Il nodo principale, come previsto, riguarda la giustizia. Bruxelles, prima del via libera al piano di rinascita italiano, domanda processi veloci e magistrati che non sconfinino dal loro ruolo bloccando cantieri e ostacolando l'ammodernamento della pubblica amministrazione. Vuole sapere se i soldi stanziati saranno investiti bene o se affogheranno nella burocrazia. E paradossalmente nelle ultime ore sia Letta che Salvini si sono schierati a favore della riforma e hanno elogiato Marta Cartabia. Il segretario del Pd, come hanno notato sul Colle, per la prima volta nella storia ha abbandonato la difesa del Csm. «L'autogoverno ha fallito». Pure il leader del Caroccio ha apprezzato le proposte della guardasigilli però si è anche chiamato fuori. «La ministra ha le idee chiare, ma se sei in Parlamento con Pd e M5s per i quali chiunque passa è un presunto colpevole, è dura».

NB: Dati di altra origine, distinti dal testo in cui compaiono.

//! Shared response bodies for write endpoints.
//!
//! Creates answer `{ "<Entity>ID": id, "message": "..." }`; updates and
//! deletes answer `{ "message": "..." }`.

use abaad_core::types::DbId;
use serde::ser::{Serialize, SerializeMap, Serializer};

/// Body of a `201 Created` response.
///
/// The id key varies per entity (`BranchID`, `ProjectID`, ...), so the
/// struct serializes itself as a two-entry map.
#[derive(Debug)]
pub struct Created {
    pub id_field: &'static str,
    pub id: DbId,
    pub message: String,
}

impl Created {
    /// `entity` is the display name, e.g. `Branch` yields `BranchID` and
    /// "Branch created".
    pub fn new(entity: &'static str, id_field: &'static str, id: DbId) -> Self {
        Self {
            id_field,
            id,
            message: format!("{entity} created"),
        }
    }
}

impl Serialize for Created {
    fn serialize<S: Serializer>(&self, serializer: S) -> Result<S::Ok, S::Error> {
        let mut map = serializer.serialize_map(Some(2))?;
        map.serialize_entry(self.id_field, &self.id)?;
        map.serialize_entry("message", &self.message)?;
        map.end()
    }
}

/// `{ "message": ... }` body for updates and deletes.
#[derive(Debug, serde::Serialize)]
pub struct MessageResponse {
    pub message: String,
}

impl MessageResponse {
    pub fn updated(entity: &str) -> Self {
        Self {
            message: format!("{entity} updated"),
        }
    }

    pub fn deleted(entity: &str) -> Self {
        Self {
            message: format!("{entity} deleted"),
        }
    }
}

#[cfg(test)]
mod tests {
    use super::*;

    #[test]
    fn created_uses_entity_id_key() {
        let body = serde_json::to_value(Created::new("Branch", "BranchID", 42)).unwrap();
        assert_eq!(
            body,
            serde_json::json!({ "BranchID": 42, "message": "Branch created" })
        );
    }

    #[test]
    fn message_bodies() {
        let body = serde_json::to_value(MessageResponse::deleted("Project")).unwrap();
        assert_eq!(body, serde_json::json!({ "message": "Project deleted" }));
        assert_eq!(MessageResponse::updated("Role").message, "Role updated");
    }
}
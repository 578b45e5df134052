#![allow(dead_code)]

use abaad_api::config::{LogFormat, ServerConfig};
use abaad_api::router::build_app_router;
use abaad_api::state::AppState;
use axum::body::Body;
use axum::http::header::CONTENT_TYPE;
use axum::http::{Method, Request, Response, StatusCode};
use axum::Router;
use http_body_util::BodyExt;
use serde_json::{json, Value};
use sqlx::PgPool;
use tower::ServiceExt;

/// Build a test `ServerConfig` with safe defaults.
///
/// Allows any CORS origin (the production default) and uses a 30-second
/// request timeout.
pub fn test_config() -> ServerConfig {
    ServerConfig {
        host: "127.0.0.1".to_string(),
        port: 0,
        cors_origins: vec!["*".to_string()],
        request_timeout_secs: 30,
        log_format: LogFormat::Pretty,
    }
}

/// Build the full application router on the given pool.
///
/// Goes through [`build_app_router`] so tests exercise the same middleware
/// stack as the binary.
pub fn build_test_app(pool: PgPool) -> Router {
    let config = test_config();
    let state = AppState { pool };
    build_app_router(state, &config)
}

// ---------------------------------------------------------------------------
// Request helpers
// ---------------------------------------------------------------------------

async fn send(app: Router, method: Method, uri: &str, body: Option<Value>) -> Response<Body> {
    let builder = Request::builder().method(method).uri(uri);
    let request = match body {
        Some(json) => builder
            .header(CONTENT_TYPE, "application/json")
            .body(Body::from(json.to_string()))
            .unwrap(),
        None => builder.body(Body::empty()).unwrap(),
    };
    app.oneshot(request).await.unwrap()
}

pub async fn get(app: Router, uri: &str) -> Response<Body> {
    send(app, Method::GET, uri, None).await
}

pub async fn post_json(app: Router, uri: &str, body: Value) -> Response<Body> {
    send(app, Method::POST, uri, Some(body)).await
}

pub async fn put_json(app: Router, uri: &str, body: Value) -> Response<Body> {
    send(app, Method::PUT, uri, Some(body)).await
}

pub async fn delete(app: Router, uri: &str) -> Response<Body> {
    send(app, Method::DELETE, uri, None).await
}

/// Collect the response body and parse it as JSON.
pub async fn body_json(response: Response<Body>) -> Value {
    let bytes = response.into_body().collect().await.unwrap().to_bytes();
    serde_json::from_slice(&bytes).unwrap()
}

// ---------------------------------------------------------------------------
// Fixtures (created through the API)
// ---------------------------------------------------------------------------

/// POST `body` to `uri`, assert 201 and return the id under `id_field`.
pub async fn create(app: &Router, uri: &str, body: Value, id_field: &str) -> i64 {
    let response = post_json(app.clone(), uri, body).await;
    assert_eq!(response.status(), StatusCode::CREATED, "POST {uri}");
    let json = body_json(response).await;
    json[id_field]
        .as_i64()
        .unwrap_or_else(|| panic!("missing {id_field} in {json}"))
}

pub async fn create_branch(app: &Router, name: &str) -> i64 {
    create(
        app,
        "/api/branches",
        json!({ "BranchName": name, "City": "Riyadh" }),
        "BranchID",
    )
    .await
}

pub async fn create_department(app: &Router, name: &str) -> i64 {
    create(
        app,
        "/api/departments",
        json!({ "DepartmentName": name }),
        "DepartmentID",
    )
    .await
}

pub async fn create_client(app: &Router, name: &str) -> i64 {
    create(app, "/api/clients", json!({ "ClientName": name }), "ClientID").await
}

pub async fn create_material(app: &Router, name: &str, base_price: f64) -> i64 {
    create(
        app,
        "/api/materials",
        json!({ "MaterialName": name, "BaseUnitPrice": base_price, "UnitOfMeasure": "ton" }),
        "MaterialID",
    )
    .await
}

pub async fn create_supplier(app: &Router, name: &str) -> i64 {
    create(
        app,
        "/api/suppliers",
        json!({ "SupplierName": name }),
        "SupplierID",
    )
    .await
}

pub async fn create_project(app: &Router, name: &str, branch_id: i64, client_id: i64) -> i64 {
    create(
        app,
        "/api/projects",
        json!({
            "ProjectName": name,
            "BranchID": branch_id,
            "ClientID": client_id,
            "StartDate": "2024-01-01",
            "Revenue": 10000.0,
            "Status": "Active",
        }),
        "ProjectID",
    )
    .await
}

/// Id of a seeded role.
pub async fn role_id(pool: &PgPool, title: &str) -> i64 {
    sqlx::query_scalar("SELECT id FROM roles WHERE title = $1")
        .bind(title)
        .fetch_one(pool)
        .await
        .unwrap()
}

/// A valid employee payload; tests override fields as needed.
pub fn employee_body(name: &str, role_id: i64, branch_id: i64, department_id: i64) -> Value {
    json!({
        "EmployeeName": name,
        "RoleID": role_id,
        "Salary": 16000.0,
        "BranchID": branch_id,
        "DepartmentID": department_id,
        "HireDate": "2023-06-01",
    })
}

pub async fn create_employee(app: &Router, body: Value) -> i64 {
    create(app, "/api/employees", body, "EmployeeID").await
}
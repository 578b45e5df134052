//! Handlers for `/work-assignments`, the employee-on-project junction.

use abaad_core::error::CoreError;
use abaad_core::types::DbId;
use abaad_core::validation::{missing, non_blank, positive_id, require_non_negative};
use abaad_db::models::work_assignment::{
    WorkAssignment, WorkAssignmentInput, WorkAssignmentRecord,
};
use abaad_db::repositories::WorkAssignmentRepo;
use axum::extract::State;
use axum::Json;

use crate::error::{AppError, AppResult};
use crate::extract::{AppJson, AppPath};
use crate::response::MessageResponse;
use crate::state::AppState;

const ENTITY: &str = "WorkAssignment";

fn validate(input: &WorkAssignmentInput) -> Result<WorkAssignmentRecord, CoreError> {
    let (Some(project_id), Some(employee_id), Some(role), Some(start_date)) = (
        positive_id(input.project_id),
        positive_id(input.employee_id),
        non_blank(&input.role),
        input.start_date,
    ) else {
        return Err(missing("ProjectID, EmployeeID, Role, StartDate required"));
    };

    Ok(WorkAssignmentRecord {
        project_id,
        employee_id,
        role,
        hours_worked: require_non_negative(input.hours_worked.unwrap_or(0.0), "HoursWorked")?,
        start_date,
        end_date: input.end_date,
    })
}

/// GET /api/work-assignments
pub async fn list(State(state): State<AppState>) -> AppResult<Json<Vec<WorkAssignment>>> {
    let assignments = WorkAssignmentRepo::list(&state.pool).await?;
    Ok(Json(assignments))
}

/// POST /api/work-assignments
///
/// Replaces any existing assignment of the employee to the project.
pub async fn upsert(
    State(state): State<AppState>,
    AppJson(input): AppJson<WorkAssignmentInput>,
) -> AppResult<Json<WorkAssignment>> {
    let record = validate(&input)?;
    let assignment = WorkAssignmentRepo::upsert(&state.pool, &record).await?;
    Ok(Json(assignment))
}

/// DELETE /api/work-assignments/{project_id}/{employee_id}
pub async fn delete(
    State(state): State<AppState>,
    AppPath((project_id, employee_id)): AppPath<(DbId, DbId)>,
) -> AppResult<Json<MessageResponse>> {
    if WorkAssignmentRepo::delete(&state.pool, project_id, employee_id).await? {
        Ok(Json(MessageResponse::deleted(ENTITY)))
    } else {
        Err(AppError::Core(CoreError::not_found_composite(
            ENTITY,
            project_id,
            employee_id,
        )))
    }
}
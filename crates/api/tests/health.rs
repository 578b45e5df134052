//! Integration tests for the health check endpoint and general HTTP behaviour.

mod common;

use abaad_api::error::panic_response;
use axum::body::Body;
use axum::http::{Method, Request, StatusCode};
use axum::Router;
use common::{body_json, get};
use sqlx::PgPool;
use tower::ServiceExt;
use tower_http::catch_panic::CatchPanicLayer;

// ---------------------------------------------------------------------------
// Test: GET /api/health returns 200 with expected JSON fields
// ---------------------------------------------------------------------------

#[sqlx::test(migrations = "../../db/migrations")]
async fn health_check_returns_ok_with_json(pool: PgPool) {
    let app = common::build_test_app(pool);
    let response = get(app, "/api/health").await;

    assert_eq!(response.status(), StatusCode::OK);

    let json = body_json(response).await;
    assert_eq!(json["status"], "OK");
    assert_eq!(json["message"], "Abaad Contracting API is running");
    assert!(json["version"].is_string());
    assert_eq!(json["db_healthy"], true);
}

// ---------------------------------------------------------------------------
// Test: Unknown route returns a JSON 404
// ---------------------------------------------------------------------------

#[sqlx::test(migrations = "../../db/migrations")]
async fn unknown_route_returns_json_404(pool: PgPool) {
    let app = common::build_test_app(pool);
    let response = get(app, "/api/this-route-does-not-exist").await;

    assert_eq!(response.status(), StatusCode::NOT_FOUND);
    let json = body_json(response).await;
    assert_eq!(json["code"], "NOT_FOUND");
    assert_eq!(json["error"], "No route for /api/this-route-does-not-exist");
}

// ---------------------------------------------------------------------------
// Test: x-request-id header is present in response
// ---------------------------------------------------------------------------

#[sqlx::test(migrations = "../../db/migrations")]
async fn response_contains_x_request_id_header(pool: PgPool) {
    let app = common::build_test_app(pool);
    let response = get(app, "/api/health").await;

    let request_id = response
        .headers()
        .get("x-request-id")
        .expect("Response must contain an x-request-id header");

    // The value should be a UUID string (36 chars with hyphens).
    assert_eq!(request_id.to_str().unwrap().len(), 36);
}

// ---------------------------------------------------------------------------
// Test: extractor rejections keep the JSON error contract
// ---------------------------------------------------------------------------

/// Assert a 400 `VALIDATION_ERROR` JSON body and return its message.
async fn assert_json_validation_error(response: axum::response::Response) -> String {
    assert_eq!(response.status(), StatusCode::BAD_REQUEST);
    let content_type = response
        .headers()
        .get("content-type")
        .expect("error response must carry a content type")
        .to_str()
        .unwrap()
        .to_string();
    assert!(content_type.starts_with("application/json"), "got {content_type}");

    let json = body_json(response).await;
    assert_eq!(json["code"], "VALIDATION_ERROR");
    json["error"].as_str().expect("error must be a string").to_string()
}

fn post_raw(uri: &str, content_type: Option<&str>, body: &'static str) -> Request<Body> {
    let mut builder = Request::builder().method(Method::POST).uri(uri);
    if let Some(ct) = content_type {
        builder = builder.header("content-type", ct);
    }
    builder.body(Body::from(body)).unwrap()
}

#[sqlx::test(migrations = "../../db/migrations")]
async fn non_numeric_path_id_returns_json_400(pool: PgPool) {
    let app = common::build_test_app(pool);
    let response = get(app, "/api/branches/abc").await;

    let message = assert_json_validation_error(response).await;
    assert!(message.contains("abc"), "got {message}");
}

#[sqlx::test(migrations = "../../db/migrations")]
async fn non_numeric_composite_key_returns_json_400(pool: PgPool) {
    let app = common::build_test_app(pool);
    let response = common::delete(app, "/api/work-assignments/1/xyz").await;

    assert_json_validation_error(response).await;
}

#[sqlx::test(migrations = "../../db/migrations")]
async fn malformed_json_returns_json_400(pool: PgPool) {
    let app = common::build_test_app(pool);
    let request = post_raw("/api/clients", Some("application/json"), "{\"ClientName\": ");

    let response = app.oneshot(request).await.unwrap();
    assert_json_validation_error(response).await;
}

#[sqlx::test(migrations = "../../db/migrations")]
async fn wrongly_typed_field_returns_json_400(pool: PgPool) {
    let app = common::build_test_app(pool);
    let request = post_raw(
        "/api/branches",
        Some("application/json"),
        "{\"BranchName\": \"Jeddah\", \"City\": \"Jeddah\", \"ManagerID\": \"seven\"}",
    );

    let response = app.oneshot(request).await.unwrap();
    let message = assert_json_validation_error(response).await;
    assert!(message.contains("ManagerID"), "got {message}");
}

#[sqlx::test(migrations = "../../db/migrations")]
async fn missing_content_type_returns_json_400(pool: PgPool) {
    let app = common::build_test_app(pool);
    let request = post_raw("/api/clients", None, "{\"ClientName\": \"Aramco\"}");

    let response = app.oneshot(request).await.unwrap();
    assert_json_validation_error(response).await;
}

// ---------------------------------------------------------------------------
// Test: a panicking handler answers with a sanitized JSON 500
// ---------------------------------------------------------------------------

#[tokio::test]
async fn handler_panic_returns_json_500() {
    async fn explode() -> &'static str {
        panic!("secret connection string");
    }

    let app = Router::new()
        .route("/explode", axum::routing::get(explode))
        .layer(CatchPanicLayer::custom(panic_response));

    let response = get(app, "/explode").await;
    assert_eq!(response.status(), StatusCode::INTERNAL_SERVER_ERROR);

    let json = body_json(response).await;
    assert_eq!(json["code"], "INTERNAL_ERROR");
    assert_eq!(json["error"], "An internal error occurred");
    assert!(!json.to_string().contains("secret"));
}

// ---------------------------------------------------------------------------
// Test: CORS preflight allows any origin by default
// ---------------------------------------------------------------------------

#[sqlx::test(migrations = "../../db/migrations")]
async fn cors_preflight_allows_any_origin(pool: PgPool) {
    let app = common::build_test_app(pool);

    let request = Request::builder()
        .method(Method::OPTIONS)
        .uri("/api/projects")
        .header("Origin", "http://localhost:3000")
        .header("Access-Control-Request-Method", "POST")
        .header("Access-Control-Request-Headers", "content-type")
        .body(Body::empty())
        .unwrap();

    let response = app.oneshot(request).await.unwrap();
    assert_eq!(response.status(), StatusCode::OK);

    let headers = response.headers();
    let allow_origin = headers
        .get("access-control-allow-origin")
        .expect("Missing Access-Control-Allow-Origin header")
        .to_str()
        .unwrap();
    assert_eq!(allow_origin, "*");

    let allow_methods = headers
        .get("access-control-allow-methods")
        .expect("Missing Access-Control-Allow-Methods header")
        .to_str()
        .unwrap();
    assert!(
        allow_methods.contains("POST"),
        "Allow-Methods should contain POST, got: {allow_methods}"
    );
}
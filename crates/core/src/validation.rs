//! Request field validation shared by every resource handler.
//!
//! Incoming payloads deserialize into all-`Option` DTOs so that a missing
//! field and an empty field are rejected the same way. The helpers here
//! return `Some` only for a usable value:
//!
//! - strings must contain a non-whitespace character (returned trimmed)
//! - ids must be positive
//! - required amounts must be finite and non-zero
//!
//! Handlers destructure the results with `let ... else` and fail with
//! [`missing`] and the resource's fixed message.

use crate::error::CoreError;
use crate::types::DbId;

/// Validation error for a payload lacking required fields.
///
/// Each resource reports missing fields with one fixed message rather than
/// naming the individual field.
pub fn missing(message: &str) -> CoreError {
    CoreError::Validation(message.to_string())
}

/// Trimmed text, or `None` when absent or blank.
pub fn non_blank(value: &Option<String>) -> Option<String> {
    value
        .as_deref()
        .map(str::trim)
        .filter(|s| !s.is_empty())
        .map(str::to_string)
}

/// The id when it is positive; zero or negative ids count as absent.
pub fn positive_id(value: Option<DbId>) -> Option<DbId> {
    value.filter(|id| *id > 0)
}

/// The amount when it is finite and non-zero.
pub fn nonzero_amount(value: Option<f64>) -> Option<f64> {
    value.filter(|v| v.is_finite() && *v != 0.0)
}

/// Reject negative or non-finite amounts.
pub fn require_non_negative(value: f64, field: &str) -> Result<f64, CoreError> {
    if !value.is_finite() || value < 0.0 {
        return Err(CoreError::Validation(format!(
            "{field} must be a non-negative number, got {value}"
        )));
    }
    Ok(value)
}

/// Reject zero, negative or non-finite amounts.
pub fn require_positive(value: f64, field: &str) -> Result<f64, CoreError> {
    if !value.is_finite() || value <= 0.0 {
        return Err(CoreError::Validation(format!(
            "{field} must be greater than zero, got {value}"
        )));
    }
    Ok(value)
}

#[cfg(test)]
mod tests {
    use assert_matches::assert_matches;

    use super::*;

    #[test]
    fn blank_strings_are_absent() {
        assert_eq!(non_blank(&None), None);
        assert_eq!(non_blank(&Some(String::new())), None);
        assert_eq!(non_blank(&Some("   ".to_string())), None);
        assert_eq!(non_blank(&Some("  Olaya St  ".into())), Some("Olaya St".into()));
    }

    #[test]
    fn ids_must_be_positive() {
        assert_eq!(positive_id(Some(0)), None);
        assert_eq!(positive_id(Some(-3)), None);
        assert_eq!(positive_id(Some(7)), Some(7));
        assert_eq!(positive_id(None), None);
    }

    #[test]
    fn zero_amount_is_absent() {
        assert_eq!(nonzero_amount(Some(0.0)), None);
        assert_eq!(nonzero_amount(Some(f64::NAN)), None);
        assert_eq!(nonzero_amount(Some(4500.0)), Some(4500.0));
    }

    #[test]
    fn missing_carries_fixed_message() {
        let err = missing("BranchName and City required");
        assert_matches!(err, CoreError::Validation(msg) if msg == "BranchName and City required");
    }

    #[test]
    fn amount_bounds() {
        assert_eq!(require_non_negative(0.0, "HoursWorked").unwrap(), 0.0);
        assert!(require_non_negative(-0.5, "HoursWorked").is_err());
        assert!(require_positive(0.0, "Price").is_err());
        assert_eq!(require_positive(12.5, "Price").unwrap(), 12.5);
    }

    #[test]
    fn bound_errors_name_the_field() {
        let err = require_positive(-1.0, "Quantity").unwrap_err();
        assert_matches!(err, CoreError::Validation(msg) if msg.starts_with("Quantity"));
    }
}
//! Route definitions for the `/projects` resource.
//!
//! Besides plain CRUD, a project exposes its work assignments and
//! material lines as read-only detail lists.

use axum::routing::get;
use axum::Router;

use crate::handlers::project;
use crate::state::AppState;

/// Routes mounted at `/projects`.
///
/// ```text
/// GET    /                    -> list
/// POST   /                    -> create
/// GET    /{id}                -> get_by_id
/// PUT    /{id}                -> update
/// DELETE /{id}                -> delete
///
/// GET    /{id}/assignments    -> list_assignments
/// GET    /{id}/materials      -> list_materials
/// ```
pub fn router() -> Router<AppState> {
    Router::new()
        .route("/", get(project::list).post(project::create))
        .route(
            "/{id}",
            get(project::get_by_id)
                .put(project::update)
                .delete(project::delete),
        )
        .route("/{id}/assignments", get(project::list_assignments))
        .route("/{id}/materials", get(project::list_materials))
}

A Montecitorio il doppio no alle riforme, unito alla candidatura non richiesta di Supermario al Quirinale, viene letto come un atto ostile nei confronti del premier, un modo per dirgli che tra otto mesi dovrà sloggiare, piano Ue o non piano Ue. Anche Letta appare insofferente, non regge più l'alleanza con la Lega. E infatti da settimane rilancia temi divisivi come lo ius soli. Senza parlare dei tanti altri terreni di scontro quotidiano, dalle riaperture ai sussidi, dai migranti alla legge Zan.
Allora, siamo sull'orlo del baratro? Possiamo già rimettere nel cassetto gli incartamenti del Pnrr? Ma no, a Palazzo Chigi, abituati a valutare i fatti e non le dichiarazioni, non la vedono così nera.
Non esageriamo. Quei due tipi, Salvini e Letta, non sono gli stessi signori fotografati vicini vicini al Ghetto di Roma, dalla medesima parte? Non sono gli stessi che stanno facendo approvare tutti i decreti del governo?